Pegasus : The Origin

Pegasus was the brainchild of NSO Group, a private Israeli cyber-arm company which is named after the first letters of its founders: Niv Carmi, Shalev Hulio and Omri Lavie. The three were in fact ex-members of unit 8200, a division of Israeli Intelligence Corps which specializes in signal collection and code decryption. NSO Group developed its first iteration of Pegasus spyware in 2011. The NSO Group has published sections of contracts which require customers to use its products only for criminal and national security investigations and has stated that it has an industry-leading approach to human rights. Pegasus was designed with the intention to counter terrorism. Hence it was agreed that Pegasus would only be sold to foreign governments and not to private entities and with the consent of Israeli government.

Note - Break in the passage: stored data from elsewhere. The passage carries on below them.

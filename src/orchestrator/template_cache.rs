use std::sync::atomic::{AtomicU64, Ordering};
use std::sync::{Arc, RwLock, RwLockReadGuard, RwLockWriteGuard};
use tracing::{debug, error, info};

use crate::chain::{BlockHash, NodeRpc, RpcError, TemplateId, WorkTemplate};

/// What a refresh did to the cached snapshot.
#[derive(Debug, Clone)]
pub enum RefreshOutcome {
    /// The tip has not moved; the cached snapshot stays current
    Unchanged(Arc<WorkTemplate>),
    /// A new snapshot was published
    Updated {
        template: Arc<WorkTemplate>,
        replaced: Option<TemplateId>,
    },
}

impl RefreshOutcome {
    pub fn template(&self) -> &Arc<WorkTemplate> {
        match self {
            RefreshOutcome::Unchanged(template) => template,
            RefreshOutcome::Updated { template, .. } => template,
        }
    }

    pub fn is_updated(&self) -> bool {
        matches!(self, RefreshOutcome::Updated { .. })
    }
}

/// Holds the current work snapshot.
///
/// Readers get an `Arc` to an immutable template, so a swap never disturbs
/// workers still holding the previous one.
#[derive(Debug, Default)]
pub struct TemplateCache {
    current: RwLock<Option<Arc<WorkTemplate>>>,
    last_revision: AtomicU64,
}

impl TemplateCache {
    pub fn new() -> Self {
        Self::default()
    }

    pub fn current(&self) -> Option<Arc<WorkTemplate>> {
        self.read().clone()
    }

    /// Ask the node for work and publish it if the tip moved.
    pub async fn refresh<R: NodeRpc + ?Sized>(&self, rpc: &R) -> Result<RefreshOutcome, RpcError> {
        let fresh = rpc.get_template().await?;
        Ok(self.publish(fresh))
    }

    fn publish(&self, fresh: WorkTemplate) -> RefreshOutcome {
        let mut slot = self.write();

        if let Some(cached) = slot.as_ref() {
            if cached.prev_hash() == fresh.prev_hash() {
                debug!("Template {} still current", cached.id);
                return RefreshOutcome::Unchanged(Arc::clone(cached));
            }
        }

        let revision = self.last_revision.fetch_add(1, Ordering::Relaxed) + 1;
        let template = Arc::new(fresh.with_revision(revision));
        let replaced = slot.replace(Arc::clone(&template)).map(|old| old.id);

        info!(
            "New template {} at height {} ({} transactions)",
            template.id,
            template.height,
            template.transaction_count()
        );
        RefreshOutcome::Updated { template, replaced }
    }

    /// True when the cached work does not build on `tip`, or nothing is cached.
    pub fn is_stale(&self, tip: &BlockHash) -> bool {
        self.read()
            .as_ref()
            .map_or(true, |template| template.prev_hash() != *tip)
    }

    /// Drop the cached snapshot so the next refresh publishes fresh work.
    pub fn invalidate(&self) -> Option<TemplateId> {
        let dropped = self.write().take().map(|template| template.id);
        if let Some(id) = dropped {
            debug!("Invalidated template {}", id);
        }
        dropped
    }

    fn read(&self) -> RwLockReadGuard<'_, Option<Arc<WorkTemplate>>> {
        match self.current.read() {
            Ok(guard) => guard,
            Err(poisoned) => {
                error!("Template cache lock poisoned, recovering...");
                poisoned.into_inner()
            }
        }
    }

    fn write(&self) -> RwLockWriteGuard<'_, Option<Arc<WorkTemplate>>> {
        match self.current.write() {
            Ok(guard) => guard,
            Err(poisoned) => {
                error!("Template cache lock poisoned, recovering...");
                poisoned.into_inner()
            }
        }
    }
}
#[cfg(test)]
mod tests {
    use super::calibration::MIN_SEED_ITERATIONS;
    use super::*;
    use crate::testing::{hash, MockNode, ScriptedHasher};

    fn config(iterations: IterationMode) -> OrchestratorConfig {
        OrchestratorConfig {
            threads: 2,
            iterations,
            target_round_duration: Duration::from_secs(30),
            stale_check_interval: Duration::from_millis(20),
            benchmark_duration: None,
            stats_interval: Duration::from_secs(60),
            retry: RetryPolicy {
                initial_delay: Duration::from_millis(1),
                max_delay: Duration::from_millis(4),
                submit_attempts: 3,
            },
        }
    }

    fn orchestrator(
        node: &Arc<MockNode>,
        iterations: IterationMode,
        hasher: ScriptedHasher,
    ) -> MiningOrchestrator<MockNode, ScriptedHasher> {
        orchestrator_with(node, config(iterations), hasher, CancellationToken::new())
    }

    fn orchestrator_with(
        node: &Arc<MockNode>,
        config: OrchestratorConfig,
        hasher: ScriptedHasher,
        shutdown: CancellationToken,
    ) -> MiningOrchestrator<MockNode, ScriptedHasher> {
        MiningOrchestrator::new(config, Arc::clone(node), hasher, shutdown).unwrap()
    }

    fn completed(outcome: RoundOutcome) -> RoundResult {
        match outcome {
            RoundOutcome::Completed(result) => result,
            other => panic!("expected a completed round, got {other:?}"),
        }
    }

    #[tokio::test]
    async fn test_round_without_candidate_does_not_submit() {
        let node = Arc::new(MockNode::new(hash(1)));
        let mut orch = orchestrator(&node, IterationMode::Fixed(1000), ScriptedHasher::never());

        let result = completed(orch.run_round().await.unwrap());
        assert_eq!(result.candidate, None);
        assert_eq!(result.submitted, None);
        assert_eq!(result.iterations_completed, 2000);
        assert_eq!(node.submit_calls(), 0);
        assert_eq!(orch.phase(), SchedulerPhase::Calibrate);
    }

    #[tokio::test]
    async fn test_candidate_submitted_once() {
        let node = Arc::new(MockNode::new(hash(1)));
        let mut orch = orchestrator(&node, IterationMode::Fixed(1000), ScriptedHasher::winning_at(500));

        let result = completed(orch.run_round().await.unwrap());
        let candidate = result.candidate.unwrap();
        assert_eq!(candidate.nonce, 500);
        assert_eq!(result.submitted, Some(SubmitOutcome::Accepted));

        let submissions = node.submissions();
        assert_eq!(submissions.len(), 1);
        assert_eq!(submissions[0].0, result.template_id);
        assert_eq!(submissions[0].1.nonce, 500);
        assert_eq!(node.submit_calls(), 1);

        // Accepted block retires the template
        assert!(orch.template_cache().current().is_none());
        assert_eq!(orch.stats().blocks_accepted, 1);
    }

    #[tokio::test]
    async fn test_fetch_retries_network_errors() {
        let node = Arc::new(MockNode::new(hash(1)));
        for _ in 0..3 {
            node.push_template_result(Err(RpcError::Network("connection refused".into())));
        }
        let mut orch = orchestrator(&node, IterationMode::Fixed(10), ScriptedHasher::never());

        let result = completed(orch.run_round().await.unwrap());
        assert_eq!(node.template_calls(), 4);
        assert_eq!(result.template_id.prev_hash, hash(1));
        assert_eq!(orch.stats().rpc_errors, 3);
        assert_ne!(orch.phase(), SchedulerPhase::Shutdown);
    }

    #[tokio::test]
    async fn test_auth_error_is_fatal() {
        let node = Arc::new(MockNode::new(hash(1)));
        node.push_template_result(Err(RpcError::Auth { status: 401 }));
        let mut orch = orchestrator(&node, IterationMode::Fixed(10), ScriptedHasher::never());

        let err = orch.run().await.unwrap_err();
        assert!(matches!(err, MinerError::Rpc(RpcError::Auth { status: 401 })));
        assert_eq!(node.template_calls(), 1);
        assert_eq!(orch.phase(), SchedulerPhase::Shutdown);
    }

    #[tokio::test]
    async fn test_tip_change_discards_round() {
        let node = Arc::new(MockNode::new(hash(1)));
        node.push_tip_result(Ok(hash(2)));
        let hasher = ScriptedHasher::winning_at(900_000).with_delay(Duration::from_micros(50));
        let mut orch = orchestrator(&node, IterationMode::Fixed(1_000_000), hasher);

        match orch.run_round().await.unwrap() {
            RoundOutcome::Stale { template, .. } => assert_eq!(template.prev_hash, hash(1)),
            other => panic!("expected a stale round, got {other:?}"),
        }
        assert_eq!(node.submit_calls(), 0);
        assert_eq!(orch.phase(), SchedulerPhase::Stale);
        assert!(orch.template_cache().current().is_none());
        assert_eq!(orch.stats().stale_rounds, 1);
    }

    #[tokio::test]
    async fn test_rejected_block_keeps_mining() {
        let node = Arc::new(MockNode::new(hash(1)));
        node.push_submit_result(Ok(SubmitOutcome::Rejected("high-hash".into())));
        let mut orch = orchestrator(&node, IterationMode::Fixed(1000), ScriptedHasher::winning_at(500));

        let result = completed(orch.run_round().await.unwrap());
        assert_eq!(result.submitted, Some(SubmitOutcome::Rejected("high-hash".into())));
        assert_eq!(orch.stats().blocks_rejected, 1);

        // Same template is kept and the next round continues past the searched ranges
        let next = completed(orch.run_round().await.unwrap());
        assert_eq!(next.template_id, result.template_id);
        assert_eq!(next.candidate, None);
    }

    #[tokio::test]
    async fn test_submit_retries_transient_errors() {
        let node = Arc::new(MockNode::new(hash(1)));
        node.push_submit_result(Err(RpcError::Timeout));
        node.push_submit_result(Err(RpcError::Network("reset".into())));
        let mut orch = orchestrator(&node, IterationMode::Fixed(1000), ScriptedHasher::winning_at(10));

        let result = completed(orch.run_round().await.unwrap());
        assert_eq!(result.submitted, Some(SubmitOutcome::Accepted));
        assert_eq!(node.submit_calls(), 3);
    }

    #[tokio::test]
    async fn test_submit_gives_up_after_attempts() {
        let node = Arc::new(MockNode::new(hash(1)));
        for _ in 0..3 {
            node.push_submit_result(Err(RpcError::Timeout));
        }
        let mut orch = orchestrator(&node, IterationMode::Fixed(1000), ScriptedHasher::winning_at(10));

        let result = completed(orch.run_round().await.unwrap());
        assert!(result.candidate.is_some());
        assert_eq!(result.submitted, None);
        assert_eq!(node.submit_calls(), 3);
    }

    #[tokio::test]
    async fn test_auto_calibration_grows_fast_rounds() {
        let node = Arc::new(MockNode::new(hash(1)));
        let mut orch = orchestrator(&node, IterationMode::Auto, ScriptedHasher::never());
        let before = orch.calibration().iterations_per_thread;

        completed(orch.run_round().await.unwrap());
        assert_eq!(orch.calibration().iterations_per_thread, before * 2);
        assert!(orch.calibration().last_round_duration.is_some());
    }

    #[tokio::test]
    async fn test_exhausted_template_is_invalidated() {
        let node = Arc::new(MockNode::new(hash(1)));
        let mut orch = orchestrator(&node, IterationMode::Fixed(u64::MAX / 2 + 1), ScriptedHasher::never());

        let outcome = orch.run_round().await.unwrap();
        assert!(matches!(outcome, RoundOutcome::Stale { discarded_hashes: 0, .. }));
        assert!(orch.template_cache().current().is_none());
    }

    #[tokio::test]
    async fn test_repeated_exhaustion_backs_off() {
        let node = Arc::new(MockNode::new(hash(1)));
        let mut config = config(IterationMode::Fixed(u64::MAX));
        config.retry.initial_delay = Duration::from_millis(10);
        config.retry.max_delay = Duration::from_millis(40);
        let mut orch = orchestrator_with(&node, config, ScriptedHasher::never(), CancellationToken::new());

        let start = Instant::now();
        for _ in 0..3 {
            let outcome = orch.run_round().await.unwrap();
            assert!(matches!(outcome, RoundOutcome::Stale { discarded_hashes: 0, .. }));
        }

        // 10ms + 20ms + 40ms between the three fetches
        assert!(start.elapsed() >= Duration::from_millis(70));
        assert_eq!(node.template_calls(), 3);
        assert_eq!(orch.stats().total_hashes, 0);
    }

    #[tokio::test]
    async fn test_fatal_tip_poll_stops_search() {
        let node = Arc::new(MockNode::new(hash(1)));
        node.push_tip_result(Err(RpcError::Auth { status: 403 }));
        let hasher = ScriptedHasher::never().with_delay(Duration::from_micros(50));
        let mut orch = orchestrator(&node, IterationMode::Fixed(1_000_000), hasher);

        let err = orch.run().await.unwrap_err();
        assert!(matches!(err, MinerError::Rpc(RpcError::Auth { status: 403 })));
        assert_eq!(orch.phase(), SchedulerPhase::Shutdown);
        assert_eq!(node.tip_calls(), 1);
        assert_eq!(node.submit_calls(), 0);
        assert_eq!(orch.stats().rpc_errors, 1);
    }

    #[tokio::test]
    async fn test_transient_tip_poll_error_keeps_searching() {
        let node = Arc::new(MockNode::new(hash(1)));
        node.push_tip_result(Err(RpcError::Timeout));
        let hasher = ScriptedHasher::never().with_delay(Duration::from_micros(50));
        let mut orch = orchestrator(&node, IterationMode::Fixed(3000), hasher);

        let result = completed(orch.run_round().await.unwrap());
        assert_eq!(result.iterations_completed, 6000);
        assert!(node.tip_calls() >= 2);
        assert_eq!(orch.stats().stale_rounds, 0);
    }

    #[tokio::test]
    async fn test_hung_tip_poll_does_not_hold_finished_round() {
        let node = Arc::new(MockNode::new(hash(1)));
        node.set_tip_delay(Duration::from_secs(30));
        let hasher = ScriptedHasher::never().with_delay(Duration::from_micros(50));
        let mut orch = orchestrator(&node, IterationMode::Fixed(2000), hasher);

        let outcome = tokio::time::timeout(Duration::from_secs(10), orch.run_round())
            .await
            .expect("round waited on the tip poll")
            .unwrap();
        assert_eq!(completed(outcome).iterations_completed, 4000);
        assert!(node.tip_calls() >= 1);
    }

    #[tokio::test]
    async fn test_shutdown_interrupts_hung_tip_poll() {
        let node = Arc::new(MockNode::new(hash(1)));
        node.set_tip_delay(Duration::from_secs(30));
        let token = CancellationToken::new();
        let hasher = ScriptedHasher::never().with_delay(Duration::from_micros(50));
        let mut orch = orchestrator_with(
            &node,
            config(IterationMode::Fixed(1_000_000)),
            hasher,
            token.clone(),
        );

        let canceller = token.clone();
        tokio::spawn(async move {
            sleep(Duration::from_millis(100)).await;
            canceller.cancel();
        });

        tokio::time::timeout(Duration::from_secs(10), orch.run())
            .await
            .expect("shutdown waited on the tip poll")
            .unwrap();
        assert_eq!(orch.phase(), SchedulerPhase::Shutdown);
        assert!(node.tip_calls() >= 1);
    }

    #[tokio::test]
    async fn test_fetch_retry_wait_not_counted_in_round() {
        let node = Arc::new(MockNode::new(hash(1)));
        node.push_template_result(Err(RpcError::Network("connection refused".into())));
        let mut config = config(IterationMode::Auto);
        config.target_round_duration = Duration::from_secs(1);
        config.retry.initial_delay = Duration::from_millis(1200);
        config.retry.max_delay = Duration::from_millis(1200);
        let mut orch = orchestrator_with(&node, config, ScriptedHasher::never(), CancellationToken::new());
        let before = orch.calibration().iterations_per_thread;

        let result = completed(orch.run_round().await.unwrap());
        assert_eq!(node.template_calls(), 2);
        assert!(result.elapsed < Duration::from_millis(1200));
        assert!(orch.calibration().iterations_per_thread >= before);
    }

    #[tokio::test]
    async fn test_startup_benchmark_seeds_calibration() {
        let node = Arc::new(MockNode::new(hash(1)));
        let mut config = config(IterationMode::Auto);
        config.target_round_duration = Duration::from_secs(1);
        config.benchmark_duration = Some(Duration::from_millis(30));
        let token = CancellationToken::new();
        // At most 20k hashes per second per thread
        let hasher = ScriptedHasher::never().with_delay(Duration::from_micros(50));
        let mut orch = orchestrator_with(&node, config, hasher, token.clone());

        token.cancel();
        orch.run().await.unwrap();

        let seeded = orch.calibration().iterations_per_thread;
        assert!((MIN_SEED_ITERATIONS..=20_000).contains(&seeded), "seeded {seeded}");
        assert_eq!(orch.calibration().last_round_duration, None);
        assert_eq!(node.template_calls(), 0);
    }

    #[tokio::test]
    async fn test_shutdown_stops_search() {
        let node = Arc::new(MockNode::new(hash(1)));
        let token = CancellationToken::new();
        let hasher = ScriptedHasher::never().with_delay(Duration::from_micros(50));
        let mut orch = orchestrator_with(
            &node,
            config(IterationMode::Fixed(1_000_000)),
            hasher,
            token.clone(),
        );

        let canceller = token.clone();
        tokio::spawn(async move {
            sleep(Duration::from_millis(50)).await;
            canceller.cancel();
        });

        orch.run().await.unwrap();
        assert_eq!(orch.phase(), SchedulerPhase::Shutdown);
        assert_eq!(node.submit_calls(), 0);
    }
}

How Pegasus infiltrates a phone and what it can do

The earliest version of Pegasus which was discovered in 2016 in Ahmed Mansoor’s phone infected mobile devices through what is called spear-phishing text messages or emails that trick a target into clicking on a malicious link. Since then, however its attacking capabilities have become more advanced. Pegasus infections can be achieved through so-called zero-click attacks- i.e., they can run without any interaction from the victim. Once installed, Pegasus has been reported to be able to run arbitrary code, extract contacts, call logs, messages, photos, web browsing history, settings, as well as gather information from apps including but not limited to communications apps iMessages, Gmail, Viber, Facebook, WhatsApp, Telegram, and Skype. In 2019 WhatsApp revealed that NSO’s software had been used to send malware to more than 1,400 phones by exploiting a zero-day vulnerability which are flaws or bugs in an OS that the mobile phone’s manufacturer does not yet know about and so has not been able to fix. Malicious Pegasus code will be installed on the phone by simply placing a WhatsApp call, even if the target never answers the call. Once installed there is literally nothing Pegasus cannot access. When an iPhone is compromised, it’s done so in such a way that allows the attacker to obtain administrative privileges or root privileges, in other words Pegasus can do more than what the user can do. More recent versions of Pegasus only inhabit the phone’s temporary memory rather than it’s hard drive, meaning that once the phone is powered down virtually all traces of the software vanishes.

Do we need to worry?

Well, in the first place Pegasus is quite expensive, as per the reports it charges the government bodies around USD 650,000 to spy on 10 iPhones or android phones with additional charges like installation fee, maintenance fee etc. Secondly the software as per NSO’s specifications can only be used by foreign governments as a tool to ensure safety of the nation. Therefore, unless and until you become someone who the government thinks should be spied on, Pegasus won’t get in your way!